**What you are asked to do:**
Your answer must be every line of the data that holds the string "Option".

**Extracted data:**
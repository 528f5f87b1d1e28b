//! Domain layer for Event Router

pub mod routed;
pub mod subscription;

pub use routed::{LaneKey, RoutedEvent};
pub use subscription::{Subscription, SubscriptionId, SubscriptionScope};
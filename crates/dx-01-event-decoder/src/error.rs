//! Error types for Event Decoder

use shared_types::{Address, FieldKind};
use thiserror::Error;

/// Decode errors. Never fatal to a scan.
#[derive(Debug, Clone, Error, PartialEq, Eq)]
pub enum DecodeError {
    /// Log emitted by a contract outside the known set
    #[error("Unknown contract: {contract}")]
    UnknownContract { contract: Address },

    /// Log without a signature topic
    #[error("Log has no signature topic")]
    MissingTopic,

    /// No schema of the contract matches the signature topic
    #[error("Unknown event topic 0x{topic} on {contract}")]
    UnknownEvent { contract: Address, topic: String },

    /// Wrong number of positional fields
    #[error("{event}: expected {expected} fields, got {actual}")]
    FieldCountMismatch {
        event: String,
        expected: usize,
        actual: usize,
    },

    /// Field value of the wrong kind
    #[error("{event}.{field}: expected {expected}, got {actual}")]
    FieldTypeMismatch {
        event: String,
        field: String,
        expected: FieldKind,
        actual: FieldKind,
    },

    /// Named field absent from a decoded event
    #[error("{event}: missing field {field}")]
    MissingField { event: String, field: String },

    /// Field present but its value is unusable
    #[error("{event}.{field}: {reason}")]
    InvalidValue {
        event: String,
        field: String,
        reason: String,
    },

    /// Event name has no typed counterpart
    #[error("No typed event for {name}")]
    UnsupportedEvent { name: String },
}

impl DecodeError {
    /// Event name, when the log got far enough to be named.
    pub fn event_name(&self) -> Option<&str> {
        match self {
            Self::FieldCountMismatch { event, .. }
            | Self::FieldTypeMismatch { event, .. }
            | Self::MissingField { event, .. }
            | Self::InvalidValue { event, .. } => Some(event),
            Self::UnsupportedEvent { name } => Some(name),
            Self::UnknownContract { .. } | Self::MissingTopic | Self::UnknownEvent { .. } => None,
        }
    }
}

/// Result type for decode operations
pub type DecodeResult<T> = Result<T, DecodeError>;
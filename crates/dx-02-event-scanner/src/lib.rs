//! # dx-02-event-scanner
//!
//! Produces a lazy, ordered stream of decoded events from the known
//! contract set, starting at a given block.
//!
//! ## Overview
//!
//! ```text
//!             ┌────────────── poll ──────────────┐
//!             ▼                                  │
//! LedgerClient.block_number() ──→ safe = head - confirmations
//!             │
//!             ▼
//! get_logs(next_block ..= min(safe, next_block + batch - 1))
//!             │  sort by (block, log_index)
//!             │  drop removed, drop position <= last_delivered
//!             ▼
//! EventDecoder.decode() ──→ ScanItem::Event ──→ ScanStream
//!             │  (failures ──→ ScanItem::Undecodable)
//!             │
//!             └──→ ScanItem::Finalized(to) + CursorStore.save()
//! ```
//!
//! ## Guarantees
//!
//! - Events arrive in `(block, log_index)` order, each at most once per run.
//! - Only blocks with `confirmations` blocks on top are scanned.
//! - The cursor is saved after every batch; a restart resumes from it.
//! - Transient ledger errors are retried with backoff. When the budget is
//!   spent `ScanItem::Fatal(ScanUnavailable)` is the last item.

pub mod adapters;
pub mod domain;
pub mod error;
pub mod ports;
pub mod service;

pub use adapters::{FileCursorStore, InMemoryCursorStore, InMemoryLedger};
pub use domain::ScanCursor;
pub use error::{ScanError, ScanResult};
pub use ports::CursorStore;
pub use service::{EventScanner, ScanConfig, ScanHandle, ScanItem, ScanStream};
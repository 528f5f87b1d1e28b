//! Scan cursor
//!
//! The monotonic watermark of a scan: the next block to request and the
//! position of the last log handed downstream.

use serde::{Deserialize, Serialize};
use shared_types::{BlockNumber, LogPosition};

#[derive(Debug, Clone, Copy, PartialEq, Eq, Serialize, Deserialize)]
pub struct ScanCursor {
    /// Last log position delivered. Logs at or before it are skipped.
    pub last_delivered: Option<LogPosition>,
    /// First block not yet scanned.
    pub next_block: BlockNumber,
}

impl ScanCursor {
    pub fn starting_at(block: BlockNumber) -> Self {
        Self {
            last_delivered: None,
            next_block: block,
        }
    }

    pub fn already_delivered(&self, position: &LogPosition) -> bool {
        self.last_delivered
            .map(|last| *position <= last)
            .unwrap_or(false)
    }

    /// Record a delivered log. Never moves backwards.
    pub fn deliver(&mut self, position: LogPosition) {
        if !self.already_delivered(&position) {
            self.last_delivered = Some(position);
        }
    }

    /// Mark every block up to `to` as scanned. Never moves backwards.
    pub fn complete_through(&mut self, to: BlockNumber) {
        self.next_block = self.next_block.max(to.saturating_add(1));
    }

    /// Highest block known to be fully scanned.
    pub fn scanned_through(&self) -> Option<BlockNumber> {
        self.next_block.checked_sub(1)
    }
}
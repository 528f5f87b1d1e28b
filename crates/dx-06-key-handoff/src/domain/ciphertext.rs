//! Opaque key material

use serde::{Deserialize, Serialize};
use std::fmt;

/// An encrypted key. Contents are opaque to the core and never logged.
#[derive(Clone, PartialEq, Eq, Default, Serialize, Deserialize)]
pub struct Ciphertext(Vec<u8>);

impl Ciphertext {
    pub fn new(bytes: Vec<u8>) -> Self {
        Self(bytes)
    }

    pub fn as_bytes(&self) -> &[u8] {
        &self.0
    }

    pub fn into_bytes(self) -> Vec<u8> {
        self.0
    }

    pub fn len(&self) -> usize {
        self.0.len()
    }

    pub fn is_empty(&self) -> bool {
        self.0.is_empty()
    }
}

impl From<Vec<u8>> for Ciphertext {
    fn from(bytes: Vec<u8>) -> Self {
        Self(bytes)
    }
}

impl fmt::Debug for Ciphertext {
    fn fmt(&self, f: &mut fmt::Formatter<'_>) -> fmt::Result {
        write!(f, "Ciphertext(<{} bytes>)", self.0.len())
    }
}
//! Domain layer for the Transaction Lifecycle

pub mod listing;
pub mod machine;
pub mod registry;

pub use listing::ListingBook;
pub use machine::{Applied, Effect, Stamp, TransactionStateMachine, Transition, Trigger};
pub use registry::{MachineHandle, TransactionRegistry};
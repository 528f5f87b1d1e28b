//! Arbitration
//!
//! Opened when votes reject or time out, or when the buyer disputes the
//! delivered data. The arbitrator's first decision is final.

use crate::error::{CoordinationError, CoordinationResult};
use serde::{Deserialize, Serialize};
use shared_types::Address;

#[derive(Debug, Clone, PartialEq, Eq, Serialize, Deserialize, Default)]
pub struct ArbitrationCase {
    /// Only this address may decide. `None` accepts any arbitrator.
    arbitrator: Option<Address>,
    decision: Option<(Address, bool)>,
}

impl ArbitrationCase {
    pub fn open(arbitrator: Option<Address>) -> Self {
        Self {
            arbitrator,
            decision: None,
        }
    }

    /// Record `actor`'s verdict. `true` releases payment to the seller.
    pub fn decide(&mut self, actor: Address, approve: bool) -> CoordinationResult<bool> {
        if let Some(expected) = self.arbitrator {
            if expected != actor {
                return Err(CoordinationError::UnauthorizedArbitrator { actor });
            }
        }
        if self.decision.is_some() {
            return Err(CoordinationError::AlreadyDecided);
        }
        self.decision = Some((actor, approve));
        Ok(approve)
    }

    pub fn decision(&self) -> Option<bool> {
        self.decision.map(|(_, approve)| approve)
    }

    pub fn decided_by(&self) -> Option<Address> {
        self.decision.map(|(actor, _)| actor)
    }

    pub fn arbitrator(&self) -> Option<Address> {
        self.arbitrator
    }
}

**Exercise result:**
    pub fn event_name(&self) -> Option<&str> {
    pub last_delivered: Option<LogPosition>,
    pub fn scanned_through(&self) -> Option<BlockNumber> {
    arbitrator: Option<Address>,
    decision: Option<(Address, bool)>,
    pub fn open(arbitrator: Option<Address>) -> Self {
    pub fn decision(&self) -> Option<bool> {
    pub fn decided_by(&self) -> Option<Address> {
    pub fn arbitrator(&self) -> Option<Address> {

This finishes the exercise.